Ex: https://lautjournal.info

La Chine connaît une progression économique et technologique fulgurante, perçue par les États-Unis comme une menace à leur hégémonie mondiale.

Des chiffres : en parité de pouvoir d’achat, le PIB de la Chine s’élevait, en 2017, à 21 219 milliards de dollars; celui des USA : 17 762.  Entre 1980 et 2015, le PIB chinois par habitant est passé de 194 $ à 9 174$ (en dollars constants de 2015).

Plus encore, cette montée en puissance de la Chine et de son modèle de développement capitaliste à forte teneur nationaliste ébranlent les certitudes libre-échangistes néolibérales et obligent tout le monde à repenser l’ordre géopolitique international instauré par les États-Unis à l’issue de la Deuxième Guerre mondiale.

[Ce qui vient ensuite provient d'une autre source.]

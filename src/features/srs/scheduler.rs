use chrono::{Duration, NaiveDateTime, Utc};
use diesel::prelude::*;

use crate::data::models::ReviewSchedule;
use crate::schema::{cards, confidence_levels, review_schedules};

/// Next review date after a completed review: the level's interval, in whole
/// days, added to the date the card was scheduled for.
pub fn advance_review_date(review_date: NaiveDateTime, interval_days: i32) -> NaiveDateTime {
    review_date + Duration::days(i64::from(interval_days))
}

/// Due-review selection and interval advancement for one user's schedules
pub struct ReviewScheduler<'a> {
    conn: &'a mut SqliteConnection,
}

impl<'a> ReviewScheduler<'a> {
    pub fn new(conn: &'a mut SqliteConnection) -> Self {
        ReviewScheduler { conn }
    }

    /// Schedules with `review_date <= reference` (now when `None`).
    pub fn due(
        &mut self,
        user_id: i32,
        reference: Option<NaiveDateTime>,
    ) -> Result<Vec<ReviewSchedule>, diesel::result::Error> {
        let reference = reference.unwrap_or_else(|| Utc::now().naive_utc());

        review_schedules::table
            .filter(review_schedules::user_id.eq(user_id))
            .filter(review_schedules::review_date.le(reference))
            .order_by((review_schedules::review_date.asc(), review_schedules::id.asc()))
            .select(ReviewSchedule::as_select())
            .load(self.conn)
    }

    /// Advances every due schedule by the interval of its own card's
    /// confidence level and stamps `last_reviewed` with the reference
    /// instant. All rows change or none do.
    pub fn complete_session(
        &mut self,
        user_id: i32,
        reference: Option<NaiveDateTime>,
    ) -> Result<Vec<ReviewSchedule>, diesel::result::Error> {
        let reference = reference.unwrap_or_else(|| Utc::now().naive_utc());

        self.conn.transaction::<_, diesel::result::Error, _>(|conn| {
            let due: Vec<(ReviewSchedule, i32)> = review_schedules::table
                .inner_join(cards::table.inner_join(confidence_levels::table))
                .filter(review_schedules::user_id.eq(user_id))
                .filter(review_schedules::review_date.le(reference))
                .order_by(review_schedules::id.asc())
                .select((ReviewSchedule::as_select(), confidence_levels::interval_days))
                .load(conn)?;

            let mut advanced = Vec::with_capacity(due.len());
            for (schedule, interval_days) in due {
                let next = advance_review_date(schedule.review_date, interval_days);
                let updated = diesel::update(review_schedules::table.find(schedule.id))
                    .set((
                        review_schedules::review_date.eq(next),
                        review_schedules::last_reviewed.eq(Some(reference)),
                    ))
                    .returning(ReviewSchedule::as_returning())
                    .get_result(conn)?;
                advanced.push(updated);
            }

            log::info!(
                "Completed review session for user {}: {} schedule(s) advanced",
                user_id,
                advanced.len()
            );
            Ok(advanced)
        })
    }
}

#[cfg(test)]
mod tests {
    use super::*;
    use crate::data::models::{ConfidenceLevelForm, NewCard, NewReviewSchedule};
    use crate::data::repositories::test_support::test_conn;
    use crate::data::repositories::{
        CardRepository, ConfidenceLevelRepository, ReviewScheduleRepository, UserRepository,
    };
    use chrono::NaiveDate;

    fn at(y: i32, m: u32, d: u32, h: u32) -> NaiveDateTime {
        NaiveDate::from_ymd_opt(y, m, d)
            .unwrap()
            .and_hms_opt(h, 0, 0)
            .unwrap()
    }

    fn level(conn: &mut SqliteConnection, user_id: i32, interval_days: i32) -> i32 {
        let form = ConfidenceLevelForm {
            description: format!("Every {} days", interval_days),
            interval_days,
            is_default: false,
        };
        ConfidenceLevelRepository::create(conn, user_id, &form).unwrap().id
    }

    /// Card whose only schedule is moved to `review_date`.
    fn card_due_at(
        conn: &mut SqliteConnection,
        user_id: i32,
        level_id: i32,
        review_date: NaiveDateTime,
    ) -> ReviewSchedule {
        let created = at(2024, 5, 1, 0);
        let card = CardRepository::create(
            conn,
            &NewCard {
                term: "term",
                definition: "definition",
                example: None,
                image_url: None,
                audio_url: None,
                user_id,
                confidence_level_id: level_id,
                created_at: created,
                updated_at: created,
            },
        )
        .unwrap();
        diesel::update(review_schedules::table.filter(review_schedules::card_id.eq(card.id)))
            .set(review_schedules::review_date.eq(review_date))
            .returning(ReviewSchedule::as_returning())
            .get_result(conn)
            .unwrap()
    }

    #[test]
    fn advance_adds_whole_days() {
        assert_eq!(advance_review_date(at(2024, 5, 7, 0), 3), at(2024, 5, 10, 0));
        assert_eq!(advance_review_date(at(2024, 12, 30, 9), 365), at(2025, 12, 30, 9));
        assert_eq!(advance_review_date(at(2024, 2, 28, 12), 1), at(2024, 2, 29, 12));
    }

    #[test]
    fn due_selection_is_boundary_inclusive() {
        let mut conn = test_conn();
        let user = UserRepository::create_user(&mut conn, "lexi", None, "hash").unwrap();
        let level_id = level(&mut conn, user.id, 3);
        let reference = at(2024, 5, 8, 15);

        let exact = card_due_at(&mut conn, user.id, level_id, reference);
        let later = card_due_at(&mut conn, user.id, level_id, at(2024, 5, 9, 12));
        let earlier = card_due_at(&mut conn, user.id, level_id, at(2024, 5, 7, 12));

        let due = ReviewScheduler::new(&mut conn).due(user.id, Some(reference)).unwrap();
        let ids: Vec<i32> = due.iter().map(|s| s.id).collect();

        assert_eq!(ids, vec![earlier.id, exact.id]);
        assert!(!ids.contains(&later.id));
    }

    #[test]
    fn due_selection_ignores_other_users() {
        let mut conn = test_conn();
        let lexi = UserRepository::create_user(&mut conn, "lexi", None, "hash").unwrap();
        let sam = UserRepository::create_user(&mut conn, "sam", None, "hash").unwrap();
        let level_id = level(&mut conn, sam.id, 2);
        card_due_at(&mut conn, sam.id, level_id, at(2024, 5, 1, 0));

        let due = ReviewScheduler::new(&mut conn)
            .due(lexi.id, Some(at(2024, 6, 1, 0)))
            .unwrap();
        assert!(due.is_empty());
    }

    #[test]
    fn completing_session_uses_each_cards_own_interval() {
        let mut conn = test_conn();
        let user = UserRepository::create_user(&mut conn, "lexi", None, "hash").unwrap();
        let three = level(&mut conn, user.id, 3);
        let ten = level(&mut conn, user.id, 10);
        let reference = at(2024, 5, 8, 15);

        let a = card_due_at(&mut conn, user.id, three, at(2024, 5, 7, 0));
        let b = card_due_at(&mut conn, user.id, ten, at(2024, 5, 8, 0));
        let not_due = card_due_at(&mut conn, user.id, three, at(2024, 5, 20, 0));

        let advanced = ReviewScheduler::new(&mut conn)
            .complete_session(user.id, Some(reference))
            .unwrap();
        assert_eq!(advanced.len(), 2);

        let a = ReviewScheduleRepository::find_for_user(&mut conn, a.id, user.id).unwrap().unwrap();
        let b = ReviewScheduleRepository::find_for_user(&mut conn, b.id, user.id).unwrap().unwrap();
        let untouched = ReviewScheduleRepository::find_for_user(&mut conn, not_due.id, user.id)
            .unwrap()
            .unwrap();

        assert_eq!(a.review_date, at(2024, 5, 10, 0));
        assert_eq!(b.review_date, at(2024, 5, 18, 0));
        assert_eq!(a.last_reviewed, Some(reference));
        assert_eq!(b.last_reviewed, Some(reference));
        assert_eq!(untouched, not_due);
    }

    #[test]
    fn completed_schedules_are_no_longer_due() {
        let mut conn = test_conn();
        let user = UserRepository::create_user(&mut conn, "lexi", None, "hash").unwrap();
        let level_id = level(&mut conn, user.id, 3);
        let reference = at(2024, 5, 8, 15);
        card_due_at(&mut conn, user.id, level_id, at(2024, 5, 7, 0));

        let mut scheduler = ReviewScheduler::new(&mut conn);
        scheduler.complete_session(user.id, Some(reference)).unwrap();
        assert!(scheduler.due(user.id, Some(reference)).unwrap().is_empty());

        // Running it again with nothing due is a no-op
        assert!(scheduler.complete_session(user.id, Some(reference)).unwrap().is_empty());
    }

    #[test]
    fn failed_session_leaves_every_schedule_untouched() {
        let mut conn = test_conn();
        let user = UserRepository::create_user(&mut conn, "lexi", None, "hash").unwrap();
        let level_id = level(&mut conn, user.id, 3);
        let first = card_due_at(&mut conn, user.id, level_id, at(2024, 5, 7, 0));
        let second = card_due_at(&mut conn, user.id, level_id, at(2024, 5, 7, 0));

        // The first row updates fine, the second one aborts the batch
        diesel::sql_query(format!(
            "CREATE TRIGGER refuse_review_update BEFORE UPDATE ON review_schedules \
             WHEN NEW.id = {} BEGIN SELECT RAISE(ABORT, 'review update refused'); END",
            second.id
        ))
        .execute(&mut conn)
        .unwrap();

        let result = ReviewScheduler::new(&mut conn).complete_session(user.id, Some(at(2024, 5, 8, 15)));
        assert!(result.is_err());

        let first_after = ReviewScheduleRepository::find_for_user(&mut conn, first.id, user.id)
            .unwrap()
            .unwrap();
        assert_eq!(first_after, first);
        assert_eq!(first_after.last_reviewed, None);
    }

    #[test]
    fn manually_created_schedule_is_advanced_too() {
        let mut conn = test_conn();
        let user = UserRepository::create_user(&mut conn, "lexi", None, "hash").unwrap();
        let level_id = level(&mut conn, user.id, 5);
        let first = card_due_at(&mut conn, user.id, level_id, at(2030, 1, 1, 0));

        let extra = ReviewScheduleRepository::create(
            &mut conn,
            &NewReviewSchedule {
                review_date: at(2024, 5, 1, 0),
                card_id: first.card_id,
                user_id: user.id,
            },
        )
        .unwrap();

        ReviewScheduler::new(&mut conn)
            .complete_session(user.id, Some(at(2024, 5, 2, 0)))
            .unwrap();

        let extra = ReviewScheduleRepository::find_for_user(&mut conn, extra.id, user.id)
            .unwrap()
            .unwrap();
        assert_eq!(extra.review_date, at(2024, 5, 6, 0));
    }
}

De leur côté, les États-Unis de Trump versent également dans le nationalisme économique. Donald Trump critique durement ses prédécesseurs, les accusant d’avoir «mené une politique agressive de globalisation [qui] a déplacé nos emplois, notre richesse et nos usines à l’étranger». Il dénonce «une classe dirigeante qui vénère le globalisme plutôt que l’américanisme». Il propose l’américanisme : America First! Comment y parvenir? Trump croit que c’est en réduisant le déficit commercial des États-Unis, ce qui aurait pour effet de ravigoter la production nationale.

La guerre des tarifs pour forcer l’ouverture de la Chine aux produits made in USA

Trump s’attaque donc principalement à la Chine, le pays avec lequel la balance commerciale des États-Unis s’avère la plus déficitaire : plus de 380 milliards de dollars annuellement.

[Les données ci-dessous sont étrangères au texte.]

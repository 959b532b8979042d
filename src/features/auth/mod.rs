pub mod security;

pub use security::{hash_password, verify_password};
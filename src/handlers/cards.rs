use axum::{
    Json, Router,
    extract::{Path, State},
    http::StatusCode,
    routing::get,
};
use chrono::Utc;

use crate::{
    app::AppState,
    db::DbPool,
    data::models::{ApiError, Card, CreateCardRequest, NewCard, UpdateCardRequest},
    data::repositories::{CardRepository, ConfidenceLevelRepository},
    utils::{CurrentUser, ValidatedJson},
};

pub async fn list_cards(
    State(pool): State<DbPool>,
    CurrentUser(user_id): CurrentUser,
) -> Result<Json<Vec<Card>>, ApiError> {
    let mut conn = pool.get()?;
    Ok(Json(CardRepository::list_for_user(&mut conn, user_id)?))
}

pub async fn get_card(
    State(pool): State<DbPool>,
    CurrentUser(user_id): CurrentUser,
    Path(card_id): Path<i32>,
) -> Result<Json<Card>, ApiError> {
    let mut conn = pool.get()?;
    CardRepository::find_for_user(&mut conn, card_id, user_id)?
        .map(Json)
        .ok_or(ApiError::NotFound("Card"))
}

pub async fn create_card(
    State(pool): State<DbPool>,
    CurrentUser(user_id): CurrentUser,
    ValidatedJson(payload): ValidatedJson<CreateCardRequest>,
) -> Result<(StatusCode, Json<Card>), ApiError> {
    let mut conn = pool.get()?;

    let level = match payload.confidence_level_id {
        Some(level_id) => ConfidenceLevelRepository::find_for_user(&mut conn, level_id, user_id)?
            .ok_or(ApiError::NotFound("Confidence level"))?,
        None => ConfidenceLevelRepository::default_for_user(&mut conn, user_id)?.ok_or_else(|| {
            ApiError::Validation("No default confidence level; set confidence_level_id".to_string())
        })?,
    };

    let now = Utc::now().naive_utc();
    let card = CardRepository::create(
        &mut conn,
        &NewCard {
            term: payload.term.trim(),
            definition: payload.definition.trim(),
            example: payload.example.as_deref(),
            image_url: payload.image_url.as_deref(),
            audio_url: payload.audio_url.as_deref(),
            user_id,
            confidence_level_id: level.id,
            created_at: now,
            updated_at: now,
        },
    )?;

    log::info!("Card {} created for user {} at level {}", card.id, user_id, level.id);
    Ok((StatusCode::CREATED, Json(card)))
}

pub async fn update_card(
    State(pool): State<DbPool>,
    CurrentUser(user_id): CurrentUser,
    Path(card_id): Path<i32>,
    ValidatedJson(payload): ValidatedJson<UpdateCardRequest>,
) -> Result<Json<Card>, ApiError> {
    let mut conn = pool.get()?;

    if let Some(level_id) = payload.confidence_level_id {
        if ConfidenceLevelRepository::find_for_user(&mut conn, level_id, user_id)?.is_none() {
            return Err(ApiError::NotFound("Confidence level"));
        }
    }

    let changes = payload.changes(Utc::now().naive_utc());
    CardRepository::update(&mut conn, card_id, user_id, &changes)?
        .map(Json)
        .ok_or(ApiError::NotFound("Card"))
}

pub async fn delete_card(
    State(pool): State<DbPool>,
    CurrentUser(user_id): CurrentUser,
    Path(card_id): Path<i32>,
) -> Result<StatusCode, ApiError> {
    let mut conn = pool.get()?;

    if CardRepository::delete(&mut conn, card_id, user_id)? == 0 {
        return Err(ApiError::NotFound("Card"));
    }
    Ok(StatusCode::NO_CONTENT)
}

pub fn cards_router(state: AppState) -> Router {
    Router::new()
        .route("/cards", get(list_cards).post(create_card))
        .route("/cards/{card_id}", get(get_card).put(update_card).delete(delete_card))
        .with_state(state)
}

Il accuse la Chine d’enfreindre les règles de l’Organisation mondiale du commerce (OMC). Et il blâme l’OMC de ne point contraindre la Chine à ouvrir davantage son marché aux produits et services états-uniens.

En janvier 2018, un an après son installation à la Maison Blanche, Trump engage le combat qui pourrait se révéler comme le grand affrontement du XXIe siècle. Il impose des tarifs douaniers d’abord sur les panneaux solaires et des appareils ménagers que les États-Unis importent par centaines de millions. Puis en mars, il signe un décret instaurant des tarifs de 25% sur l’aluminium et 10% sur l’acier. La Chine riposte en imposant à son tour des tarifs là où ça fait mal : les produits agricoles. S’ensuit une escalade préjudiciable pour les deux parties qui décident de négocier. À ce jour, les négociations n’aboutissent pas, car Trump veut faire plier la Chine, pour finalement l’affaiblir et la replonger dans le sous-développement. Mais le dragon ne reculera pas.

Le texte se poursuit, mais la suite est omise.